## WORK TO BE COMPLETED:
After counting the lines below that hold the word "RetrievalConfig", reply with the count and nothing else.

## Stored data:
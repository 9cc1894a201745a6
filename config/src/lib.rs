//! CBD Configuration
//!
//! Shared configuration crate for the CBD client components.
//!
//! Handles loading configuration from:
//! 1. CBD_CONFIG env var (explicit path)
//! 2. ./cbd.toml (current directory)
//! 3. ~/.cbd/config.toml (user home)
//!
//! Environment variables take precedence over TOML config. The loaded
//! config is passed explicitly to whoever needs it; there is no global.

use anyhow::{Context, Result, bail};
use serde::{Deserialize, Serialize};
use std::path::{Path, PathBuf};
use std::time::Duration;
use std::{env, fs};

const LOCAL_CONFIG_FILE: &str = "cbd.toml";
const CONFIG_FILE_NAME: &str = "config.toml";
const CONFIG_DIR_NAME: &str = ".cbd";

// ============================================================================
// Default Constants
// ============================================================================

const DEFAULT_PORTER_URI: &str = "https://porter-tapir.nucypher.community";
const DEFAULT_REQUEST_TIMEOUT_MS: u64 = 10_000;
const DEFAULT_THRESHOLD: usize = 3;
const DEFAULT_SHARES: usize = 5;
const DEFAULT_NODE_TIMEOUT_MS: u64 = 5_000;
const DEFAULT_DEADLINE_MS: u64 = 30_000;
const DEFAULT_CHAIN_ID: u64 = 5;

// ============================================================================
// Config Structs
// ============================================================================

/// Root configuration structure (matches TOML layout)
#[derive(Debug, Clone, Default, PartialEq, Eq, Serialize, Deserialize)]
pub struct CbdConfig {
    #[serde(default)]
    pub porter: PorterConfig,
    #[serde(default)]
    pub cohort: CohortConfig,
    #[serde(default)]
    pub retrieval: RetrievalConfig,
    #[serde(default)]
    pub conditions: ConditionsConfig,
}

/// Discovery service connection
#[derive(Debug, Clone, PartialEq, Eq, Serialize, Deserialize)]
pub struct PorterConfig {
    #[serde(default = "default_porter_uri")]
    pub uri: String,
    #[serde(default = "default_request_timeout")]
    pub request_timeout_ms: u64,
}

impl Default for PorterConfig {
    fn default() -> Self {
        Self {
            uri: DEFAULT_PORTER_URI.into(),
            request_timeout_ms: DEFAULT_REQUEST_TIMEOUT_MS,
        }
    }
}

fn default_porter_uri() -> String {
    DEFAULT_PORTER_URI.into()
}
fn default_request_timeout() -> u64 {
    DEFAULT_REQUEST_TIMEOUT_MS
}

/// Default policy shape (m-of-n)
#[derive(Debug, Clone, PartialEq, Eq, Serialize, Deserialize)]
pub struct CohortConfig {
    #[serde(default = "default_threshold")]
    pub threshold: usize,
    #[serde(default = "default_shares")]
    pub shares: usize,
}

impl Default for CohortConfig {
    fn default() -> Self {
        Self {
            threshold: DEFAULT_THRESHOLD,
            shares: DEFAULT_SHARES,
        }
    }
}

fn default_threshold() -> usize {
    DEFAULT_THRESHOLD
}
fn default_shares() -> usize {
    DEFAULT_SHARES
}

/// Work order dispatch limits
#[derive(Debug, Clone, PartialEq, Eq, Serialize, Deserialize)]
pub struct RetrievalConfig {
    /// Bound on a single node's response
    #[serde(default = "default_node_timeout")]
    pub node_timeout_ms: u64,
    /// Bound on a whole retrieval call
    #[serde(default = "default_deadline")]
    pub deadline_ms: u64,
    /// Nodes contacted up front; unset means every assigned node
    #[serde(default, skip_serializing_if = "Option::is_none")]
    pub initial_fanout: Option<usize>,
}

impl Default for RetrievalConfig {
    fn default() -> Self {
        Self {
            node_timeout_ms: DEFAULT_NODE_TIMEOUT_MS,
            deadline_ms: DEFAULT_DEADLINE_MS,
            initial_fanout: None,
        }
    }
}

impl RetrievalConfig {
    pub fn node_timeout(&self) -> Duration {
        Duration::from_millis(self.node_timeout_ms)
    }

    pub fn deadline(&self) -> Duration {
        Duration::from_millis(self.deadline_ms)
    }
}

fn default_node_timeout() -> u64 {
    DEFAULT_NODE_TIMEOUT_MS
}
fn default_deadline() -> u64 {
    DEFAULT_DEADLINE_MS
}

/// Condition defaults
#[derive(Debug, Clone, PartialEq, Eq, Serialize, Deserialize)]
pub struct ConditionsConfig {
    #[serde(default = "default_chain_id")]
    pub default_chain_id: u64,
}

impl Default for ConditionsConfig {
    fn default() -> Self {
        Self {
            default_chain_id: DEFAULT_CHAIN_ID,
        }
    }
}

fn default_chain_id() -> u64 {
    DEFAULT_CHAIN_ID
}

// ============================================================================
// Environment Variable Helpers
// ============================================================================

/// Set field from env var if present
fn env_string(key: &str, field: &mut String) {
    if let Ok(v) = env::var(key) {
        *field = v;
    }
}

/// Set field from env var if present and parseable
fn env_parse<T: std::str::FromStr>(key: &str, field: &mut T) {
    if let Ok(v) = env::var(key) {
        match v.parse() {
            Ok(parsed) => *field = parsed,
            Err(_) => log::warn!("Ignoring unparseable {}={}", key, v),
        }
    }
}

/// Set Option<T> from env var if present and parseable
fn env_parse_option<T: std::str::FromStr>(key: &str, field: &mut Option<T>) {
    if let Ok(v) = env::var(key) {
        match v.parse() {
            Ok(parsed) => *field = Some(parsed),
            Err(_) => log::warn!("Ignoring unparseable {}={}", key, v),
        }
    }
}

// ============================================================================
// Implementation
// ============================================================================

impl CbdConfig {
    /// Load configuration from config file with env var overrides
    pub fn load() -> Result<Self> {
        let mut config = match Self::find_config_file() {
            Some(path) => Self::read_file(&path)?,
            None => {
                log::info!("No config file found, using defaults and environment variables");
                Self::default()
            }
        };

        config.apply_env_overrides();
        config.validate()?;
        Ok(config)
    }

    /// Load configuration from a specific file path
    pub fn load_from(path: &Path) -> Result<Self> {
        let mut config = Self::read_file(path)?;
        config.apply_env_overrides();
        config.validate()?;
        Ok(config)
    }

    fn read_file(path: &Path) -> Result<Self> {
        log::info!("Loading config from: {}", path.display());
        let contents = fs::read_to_string(path)
            .with_context(|| format!("Failed to read config file: {}", path.display()))?;
        toml::from_str(&contents)
            .with_context(|| format!("Failed to parse config file: {}", path.display()))
    }

    /// Find the config file path
    fn find_config_file() -> Option<PathBuf> {
        // 1. Check CBD_CONFIG env var
        if let Ok(path) = env::var("CBD_CONFIG") {
            let path = PathBuf::from(path);
            if path.exists() {
                return Some(path);
            }
            log::warn!("CBD_CONFIG points at missing file: {}", path.display());
        }

        // 2. Check ./cbd.toml (current directory)
        let local_path = PathBuf::from(LOCAL_CONFIG_FILE);
        if local_path.exists() {
            return Some(local_path);
        }

        // 3. Check ~/.cbd/config.toml
        Self::default_config_path().filter(|p| p.exists())
    }

    /// Apply environment variable overrides
    fn apply_env_overrides(&mut self) {
        // Porter
        env_string("CBD_PORTER_URI", &mut self.porter.uri);

        // Cohort
        env_parse("CBD_THRESHOLD", &mut self.cohort.threshold);
        env_parse("CBD_SHARES", &mut self.cohort.shares);

        // Retrieval
        env_parse("CBD_NODE_TIMEOUT_MS", &mut self.retrieval.node_timeout_ms);
        env_parse("CBD_RETRIEVAL_DEADLINE_MS", &mut self.retrieval.deadline_ms);
        env_parse_option("CBD_INITIAL_FANOUT", &mut self.retrieval.initial_fanout);

        // Conditions
        env_parse("CBD_CHAIN_ID", &mut self.conditions.default_chain_id);
    }

    /// Reject settings no policy or retrieval could run under
    pub fn validate(&self) -> Result<()> {
        let CohortConfig { threshold, shares } = self.cohort;
        if threshold == 0 {
            bail!("cohort.threshold must be at least 1");
        }
        if threshold > shares {
            bail!(
                "cohort.threshold ({}) exceeds cohort.shares ({})",
                threshold,
                shares
            );
        }
        if self.retrieval.node_timeout_ms > self.retrieval.deadline_ms {
            bail!(
                "retrieval.node_timeout_ms ({}) exceeds retrieval.deadline_ms ({})",
                self.retrieval.node_timeout_ms,
                self.retrieval.deadline_ms
            );
        }
        if self.retrieval.initial_fanout == Some(0) {
            bail!("retrieval.initial_fanout must be at least 1 when set");
        }
        if self.conditions.default_chain_id == 0 {
            bail!("conditions.default_chain_id must be non-zero");
        }
        Ok(())
    }

    /// Get the default config file path
    pub fn default_config_path() -> Option<PathBuf> {
        dirs::home_dir().map(|h| h.join(CONFIG_DIR_NAME).join(CONFIG_FILE_NAME))
    }

    /// Generate a sample config file
    pub fn generate_sample() -> String {
        let mut sample = Self::default();
        sample.retrieval.initial_fanout = Some(DEFAULT_SHARES);
        toml::to_string_pretty(&sample).unwrap_or_default()
    }
}

// ============================================================================
// Tests
// ============================================================================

## SOLUTION:
4